While similar to au's W53CA (which carried Casio's EXILIM brand) in featuring a 5.11-megapixel camera and a 2.7-inch wide VGA LCD display, the SO905iCS features a slider form factor equipped with full-fledged camera capabilities, including a 3x optical zoom and "Kao Kime Lite" face detection. The "CS" designation in the model name stands for "Camera Style" rather than "Cyber-shot".

The back of the device features a sliding lens cover inspired by the Sony Cyber-shot T series. Sliding the cover open immediately launches the camera application. A prominent "Cyber-shot" logo is engraved on the cover.

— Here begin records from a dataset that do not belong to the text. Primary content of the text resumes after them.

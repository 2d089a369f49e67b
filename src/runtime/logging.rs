use std::error::Error;
use std::fs::{self, OpenOptions};
use std::path::PathBuf;
use std::sync::Mutex;

use tracing_subscriber::EnvFilter;

use crate::config::{self, LoggingSettings};

/// Install the global `tracing` subscriber, writing to the configured log file.
///
/// The terminal belongs to the TUI, so nothing is ever logged to stdout or
/// stderr. `RUST_LOG` takes precedence over `logging.level`.
pub fn init(settings: &LoggingSettings) -> Result<PathBuf, Box<dyn Error + Send + Sync>> {
    let path = settings
        .file
        .clone()
        .or_else(config::default_log_path)
        .ok_or("no log file configured and no HOME to derive one from")?;

    if let Some(parent) = path.parent() {
        fs::create_dir_all(parent)?;
    }
    let file = OpenOptions::new().create(true).append(true).open(&path)?;

    let filter = EnvFilter::try_from_default_env()
        .or_else(|_| EnvFilter::try_new(&settings.level))
        .unwrap_or_else(|_| EnvFilter::new("info"));

    tracing_subscriber::fmt()
        .with_env_filter(filter)
        .with_writer(Mutex::new(file))
        .with_ansi(false)
        .with_thread_names(true)
        .try_init()?;

    Ok(path)
}
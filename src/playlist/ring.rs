//! Arena-backed circular sequence.
//!
//! Elements live in a `Vec` and are addressed by position. The element after
//! the last one is the first, so neighbours are `(pos ± 1) mod len`. Appending
//! never moves an existing position.

use crate::library::Track;

use super::error::{PlaylistError, Result};

/// Traversal direction around the ring.
#[derive(Debug, Copy, Clone, PartialEq, Eq)]
pub enum Direction {
    Forward,
    Backward,
}

pub type TrackRing = Ring<Track>;

#[derive(Debug, Clone)]
pub struct Ring<T> {
    items: Vec<T>,
}

impl<T> Default for Ring<T> {
    fn default() -> Self {
        Self { items: Vec::new() }
    }
}

impl<T> Ring<T> {
    pub fn new() -> Self {
        Self::default()
    }

    pub fn len(&self) -> usize {
        self.items.len()
    }

    pub fn is_empty(&self) -> bool {
        self.items.is_empty()
    }

    /// Insert `item` at the tail (just before the head) and return its position.
    ///
    /// The only element of a one-element ring is its own successor and predecessor.
    pub fn append(&mut self, item: T) -> usize {
        self.items.push(item);
        self.items.len() - 1
    }

    pub fn get(&self, pos: usize) -> Option<&T> {
        self.items.get(pos)
    }

    pub fn successor(&self, pos: usize) -> Result<usize> {
        self.step(pos, Direction::Forward)
    }

    pub fn predecessor(&self, pos: usize) -> Result<usize> {
        self.step(pos, Direction::Backward)
    }

    fn step(&self, pos: usize, direction: Direction) -> Result<usize> {
        self.ensure_member(pos)?;
        Ok(wrap(pos, self.items.len(), direction))
    }

    /// Position reached by walking `index` steps forward from the head.
    ///
    /// Any index is valid on a non-empty ring because the walk wraps around;
    /// only an empty ring is out of range.
    pub fn nth(&self, index: usize) -> Result<usize> {
        if self.items.is_empty() {
            return Err(PlaylistError::IndexOutOfRange(index));
        }
        Ok(index % self.items.len())
    }

    /// Endless iterator over `(position, item)` beginning at `start`.
    ///
    /// Every call starts a fresh walk. Bound it with `Iterator::take`.
    pub fn iter_from(&self, start: usize, direction: Direction) -> Result<RingIter<'_, T>> {
        self.ensure_member(start)?;
        Ok(RingIter {
            ring: self,
            next: start,
            direction,
        })
    }

    fn ensure_member(&self, pos: usize) -> Result<()> {
        if self.items.is_empty() {
            return Err(PlaylistError::EmptyCollection);
        }
        if pos >= self.items.len() {
            return Err(PlaylistError::NotFound(pos));
        }
        Ok(())
    }
}

fn wrap(pos: usize, len: usize, direction: Direction) -> usize {
    match direction {
        Direction::Forward => (pos + 1) % len,
        Direction::Backward => (pos + len - 1) % len,
    }
}

pub struct RingIter<'a, T> {
    ring: &'a Ring<T>,
    next: usize,
    direction: Direction,
}

impl<'a, T> Iterator for RingIter<'a, T> {
    type Item = (usize, &'a T);

    fn next(&mut self) -> Option<Self::Item> {
        let pos = self.next;
        let item = self.ring.items.get(pos)?;
        self.next = wrap(pos, self.ring.items.len(), self.direction);
        Some((pos, item))
    }
}
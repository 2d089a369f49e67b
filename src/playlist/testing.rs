//! Test doubles for the playlist core.

use std::path::PathBuf;
use std::time::Duration;

use crate::config::TrackDisplayField;
use crate::library::Track;

use super::sink::{AudioSink, SinkError};

#[derive(Debug, Clone, PartialEq, Eq)]
pub enum SinkCall {
    Load(PathBuf),
    Play,
    Pause,
    Resume,
    Stop,
    PlayFrom(Duration),
}

/// A sink operation, used to script which call should fail.
#[derive(Debug, Copy, Clone, PartialEq, Eq)]
pub enum SinkOp {
    Load,
    Play,
    Pause,
    Resume,
    Stop,
    PlayFrom,
}

/// Sink that records every call and reports a scripted position.
///
/// Calls are recorded even when `fail_on` makes them fail.
#[derive(Debug, Default)]
pub struct RecordingSink {
    pub calls: Vec<SinkCall>,
    pub position: Duration,
    pub finished: bool,
    pub fail_on: Option<SinkOp>,
}

impl RecordingSink {
    pub fn at(position: Duration) -> Self {
        Self {
            position,
            ..Self::default()
        }
    }

    pub fn failing(op: SinkOp) -> Self {
        Self {
            fail_on: Some(op),
            ..Self::default()
        }
    }

    fn check(&self, op: SinkOp) -> Result<(), SinkError> {
        if self.fail_on == Some(op) {
            return Err(SinkError::Device(format!("{op:?} failed")));
        }
        Ok(())
    }
}

impl AudioSink for RecordingSink {
    fn load(&mut self, track: &Track) -> Result<(), SinkError> {
        self.calls.push(SinkCall::Load(track.path.clone()));
        if self.fail_on == Some(SinkOp::Load) {
            return Err(SinkError::Decode {
                path: track.path.clone(),
                reason: "corrupt".to_string(),
            });
        }
        Ok(())
    }

    fn play(&mut self) -> Result<(), SinkError> {
        self.calls.push(SinkCall::Play);
        self.check(SinkOp::Play)
    }

    fn pause(&mut self) -> Result<(), SinkError> {
        self.calls.push(SinkCall::Pause);
        self.check(SinkOp::Pause)
    }

    fn resume(&mut self) -> Result<(), SinkError> {
        self.calls.push(SinkCall::Resume);
        self.check(SinkOp::Resume)
    }

    fn stop(&mut self) -> Result<(), SinkError> {
        self.calls.push(SinkCall::Stop);
        self.check(SinkOp::Stop)
    }

    fn play_from(&mut self, offset: Duration) -> Result<(), SinkError> {
        self.calls.push(SinkCall::PlayFrom(offset));
        self.check(SinkOp::PlayFrom)?;
        self.position = offset;
        Ok(())
    }

    fn position(&self) -> Duration {
        self.position
    }

    fn is_finished(&self) -> bool {
        self.finished
    }
}

pub fn track(name: &str) -> Track {
    Track::new(
        PathBuf::from("/music").join(format!("{name}.mp3")),
        TrackDisplayField::Stem,
    )
}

The device incorporates a 5.1-megapixel effective Exmor CMOS sensor developed by Sony—similar to the technology used in the α700 digital single-lens reflex camera. It utilizes on-chip column A/D conversion and dual noise reduction to produce low-noise, high-quality images. It also employs an internal folded optics mechanism for its 3x optical zoom, allowing optical magnification without an external extending lens. The phone offers sensitivity up to ISO 1600, image stabilization, a "Smile Shutter Lite" mode that detects smiles automatically, and "Kao Kime Lite" for detecting up to three faces to adjust focus and exposure.

Another key feature of the handset was its streamlined blog posting integration. Rather than manually saving, rotating, and attaching photos to an email draft, the "Blog Post" function prepared the entire upload process automatically upon opening the mail client. At launch, pre-configured compatibility included sites like mixi and eyevio Mobile, with options for manual site entry.

The phone supports GPS functions, including location search using Docomo's "Map Application". GPS location data can be geotagged onto captured photos, which can then be managed on a PC map interface using the bundled "Picture Motion Browser" software.

The primary display is a 2.7-inch Full Wide VGA display utilizing Sony's "RealityMAX" engine derived from BRAVIA television technology, supporting up to 16.77 million colors.

For input navigation, the device features a +JOG dial similar to the SO905i. Text entry utilizes the POBox Pro 2.0 system.

The full web browser offers thumbnail bookmark views and a "PagePilot" overview mode. Unlike the N905iμ, the SO905iCS does not support 1seg digital TV broadcasts, nor does it support voice recognition features found on the F905i or SO905i.

External storage is supported via MicroSD cards up to 2 GB. Internal storage capacity is 512 MB.